The response should be exactly the number of lines in the material below that contain the word "PanickingHandler".

------------------------------------------------------------

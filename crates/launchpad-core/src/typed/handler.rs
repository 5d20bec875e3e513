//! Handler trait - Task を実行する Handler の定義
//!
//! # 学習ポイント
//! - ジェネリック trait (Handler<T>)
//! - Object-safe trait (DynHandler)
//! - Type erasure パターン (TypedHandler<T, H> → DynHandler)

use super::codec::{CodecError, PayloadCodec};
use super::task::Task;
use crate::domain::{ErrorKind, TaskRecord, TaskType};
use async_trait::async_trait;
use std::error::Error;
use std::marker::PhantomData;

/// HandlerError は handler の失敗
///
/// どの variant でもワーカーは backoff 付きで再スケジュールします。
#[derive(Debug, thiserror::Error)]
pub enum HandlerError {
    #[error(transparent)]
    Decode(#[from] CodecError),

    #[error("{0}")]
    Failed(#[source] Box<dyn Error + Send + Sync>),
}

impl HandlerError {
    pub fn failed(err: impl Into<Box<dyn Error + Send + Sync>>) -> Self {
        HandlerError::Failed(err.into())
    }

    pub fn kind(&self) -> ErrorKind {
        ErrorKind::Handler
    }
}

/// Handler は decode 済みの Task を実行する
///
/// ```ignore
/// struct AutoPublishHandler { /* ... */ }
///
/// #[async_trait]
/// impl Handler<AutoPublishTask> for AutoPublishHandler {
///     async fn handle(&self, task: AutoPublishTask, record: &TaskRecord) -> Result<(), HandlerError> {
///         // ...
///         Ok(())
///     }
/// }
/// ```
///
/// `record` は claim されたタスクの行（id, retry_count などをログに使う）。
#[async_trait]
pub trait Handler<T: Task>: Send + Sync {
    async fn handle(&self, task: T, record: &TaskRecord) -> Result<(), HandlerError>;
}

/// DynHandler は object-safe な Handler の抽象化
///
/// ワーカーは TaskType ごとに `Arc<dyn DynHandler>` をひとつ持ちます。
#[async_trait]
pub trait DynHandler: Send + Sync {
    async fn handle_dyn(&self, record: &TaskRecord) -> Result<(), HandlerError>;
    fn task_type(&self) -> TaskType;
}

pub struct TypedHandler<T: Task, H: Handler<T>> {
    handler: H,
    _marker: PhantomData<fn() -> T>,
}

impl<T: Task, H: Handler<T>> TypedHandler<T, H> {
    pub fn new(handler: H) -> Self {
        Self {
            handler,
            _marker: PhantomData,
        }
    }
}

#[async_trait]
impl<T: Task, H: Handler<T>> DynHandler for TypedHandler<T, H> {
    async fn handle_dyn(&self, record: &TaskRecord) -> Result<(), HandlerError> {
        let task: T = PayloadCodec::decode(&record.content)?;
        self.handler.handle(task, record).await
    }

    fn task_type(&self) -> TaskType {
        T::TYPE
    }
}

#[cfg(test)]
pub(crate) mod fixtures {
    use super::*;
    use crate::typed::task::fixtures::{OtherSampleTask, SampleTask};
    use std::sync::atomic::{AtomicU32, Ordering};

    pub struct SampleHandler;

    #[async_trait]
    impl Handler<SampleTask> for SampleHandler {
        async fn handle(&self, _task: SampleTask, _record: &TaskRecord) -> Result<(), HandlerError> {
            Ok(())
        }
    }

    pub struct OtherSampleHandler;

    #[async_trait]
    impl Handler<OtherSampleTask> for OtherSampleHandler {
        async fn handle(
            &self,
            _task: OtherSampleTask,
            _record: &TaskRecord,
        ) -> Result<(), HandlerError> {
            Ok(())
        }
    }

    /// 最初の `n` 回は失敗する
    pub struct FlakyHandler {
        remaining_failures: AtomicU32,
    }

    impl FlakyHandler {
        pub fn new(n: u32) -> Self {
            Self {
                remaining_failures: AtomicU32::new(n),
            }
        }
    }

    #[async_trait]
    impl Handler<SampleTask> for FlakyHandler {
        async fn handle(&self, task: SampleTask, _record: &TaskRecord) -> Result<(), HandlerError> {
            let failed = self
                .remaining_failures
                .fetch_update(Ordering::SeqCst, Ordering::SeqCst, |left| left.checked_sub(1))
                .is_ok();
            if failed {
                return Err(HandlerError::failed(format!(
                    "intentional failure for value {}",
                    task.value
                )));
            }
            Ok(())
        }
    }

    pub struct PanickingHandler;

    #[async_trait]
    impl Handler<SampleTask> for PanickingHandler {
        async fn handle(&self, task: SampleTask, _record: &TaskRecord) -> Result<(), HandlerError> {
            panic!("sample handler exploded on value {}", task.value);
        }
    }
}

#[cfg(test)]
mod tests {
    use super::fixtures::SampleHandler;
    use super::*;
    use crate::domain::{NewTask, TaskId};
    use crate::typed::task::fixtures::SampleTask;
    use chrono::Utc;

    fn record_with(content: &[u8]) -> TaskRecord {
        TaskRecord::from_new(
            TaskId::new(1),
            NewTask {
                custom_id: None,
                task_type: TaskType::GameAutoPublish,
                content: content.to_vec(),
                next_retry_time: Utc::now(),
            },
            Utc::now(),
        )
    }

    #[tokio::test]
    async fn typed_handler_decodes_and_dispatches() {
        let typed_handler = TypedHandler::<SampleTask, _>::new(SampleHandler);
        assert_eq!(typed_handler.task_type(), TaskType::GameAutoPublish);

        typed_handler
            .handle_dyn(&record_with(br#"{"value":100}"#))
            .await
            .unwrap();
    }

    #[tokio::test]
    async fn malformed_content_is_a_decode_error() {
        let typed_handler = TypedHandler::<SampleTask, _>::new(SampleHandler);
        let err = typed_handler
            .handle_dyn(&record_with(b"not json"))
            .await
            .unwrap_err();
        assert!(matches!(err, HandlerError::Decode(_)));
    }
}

------------------------------------------------------------

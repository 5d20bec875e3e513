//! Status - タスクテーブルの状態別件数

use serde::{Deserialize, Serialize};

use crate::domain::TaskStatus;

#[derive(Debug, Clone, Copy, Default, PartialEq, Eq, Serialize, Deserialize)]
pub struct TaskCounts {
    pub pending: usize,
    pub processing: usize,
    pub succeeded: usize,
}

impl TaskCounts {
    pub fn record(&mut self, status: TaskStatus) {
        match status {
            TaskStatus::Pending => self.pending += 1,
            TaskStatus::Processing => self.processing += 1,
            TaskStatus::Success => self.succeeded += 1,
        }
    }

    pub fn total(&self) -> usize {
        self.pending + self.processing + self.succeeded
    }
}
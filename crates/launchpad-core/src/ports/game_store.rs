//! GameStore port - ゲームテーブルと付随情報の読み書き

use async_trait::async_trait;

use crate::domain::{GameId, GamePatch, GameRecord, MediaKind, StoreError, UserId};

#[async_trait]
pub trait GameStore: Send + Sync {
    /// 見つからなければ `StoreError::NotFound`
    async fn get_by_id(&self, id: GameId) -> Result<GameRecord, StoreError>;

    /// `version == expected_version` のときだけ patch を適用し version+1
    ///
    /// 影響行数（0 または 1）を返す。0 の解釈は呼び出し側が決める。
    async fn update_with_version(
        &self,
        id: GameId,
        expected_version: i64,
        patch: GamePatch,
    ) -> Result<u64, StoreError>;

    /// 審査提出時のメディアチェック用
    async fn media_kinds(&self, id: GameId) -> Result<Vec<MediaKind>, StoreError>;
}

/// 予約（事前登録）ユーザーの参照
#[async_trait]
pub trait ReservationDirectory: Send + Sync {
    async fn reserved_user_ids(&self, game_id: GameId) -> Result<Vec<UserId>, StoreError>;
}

------------------------------------------------------------

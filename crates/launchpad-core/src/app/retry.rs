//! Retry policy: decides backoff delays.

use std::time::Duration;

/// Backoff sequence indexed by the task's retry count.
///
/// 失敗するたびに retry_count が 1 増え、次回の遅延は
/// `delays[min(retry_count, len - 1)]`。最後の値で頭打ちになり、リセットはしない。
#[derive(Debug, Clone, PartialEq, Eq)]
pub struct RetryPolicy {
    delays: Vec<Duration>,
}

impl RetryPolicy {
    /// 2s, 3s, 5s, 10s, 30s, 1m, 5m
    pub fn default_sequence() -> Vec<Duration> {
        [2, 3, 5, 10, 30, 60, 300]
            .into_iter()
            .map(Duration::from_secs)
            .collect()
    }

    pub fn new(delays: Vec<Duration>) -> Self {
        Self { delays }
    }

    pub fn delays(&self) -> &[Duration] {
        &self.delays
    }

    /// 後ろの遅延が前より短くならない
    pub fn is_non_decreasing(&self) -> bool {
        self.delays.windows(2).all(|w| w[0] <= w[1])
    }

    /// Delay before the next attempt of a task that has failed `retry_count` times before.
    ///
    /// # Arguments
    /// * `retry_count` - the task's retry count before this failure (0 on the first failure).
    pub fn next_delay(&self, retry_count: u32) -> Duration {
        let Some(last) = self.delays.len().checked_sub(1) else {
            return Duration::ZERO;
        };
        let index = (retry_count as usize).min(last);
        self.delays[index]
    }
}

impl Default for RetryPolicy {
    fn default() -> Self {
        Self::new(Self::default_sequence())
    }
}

------------------------------------------------------------

= Output for this exercise =
2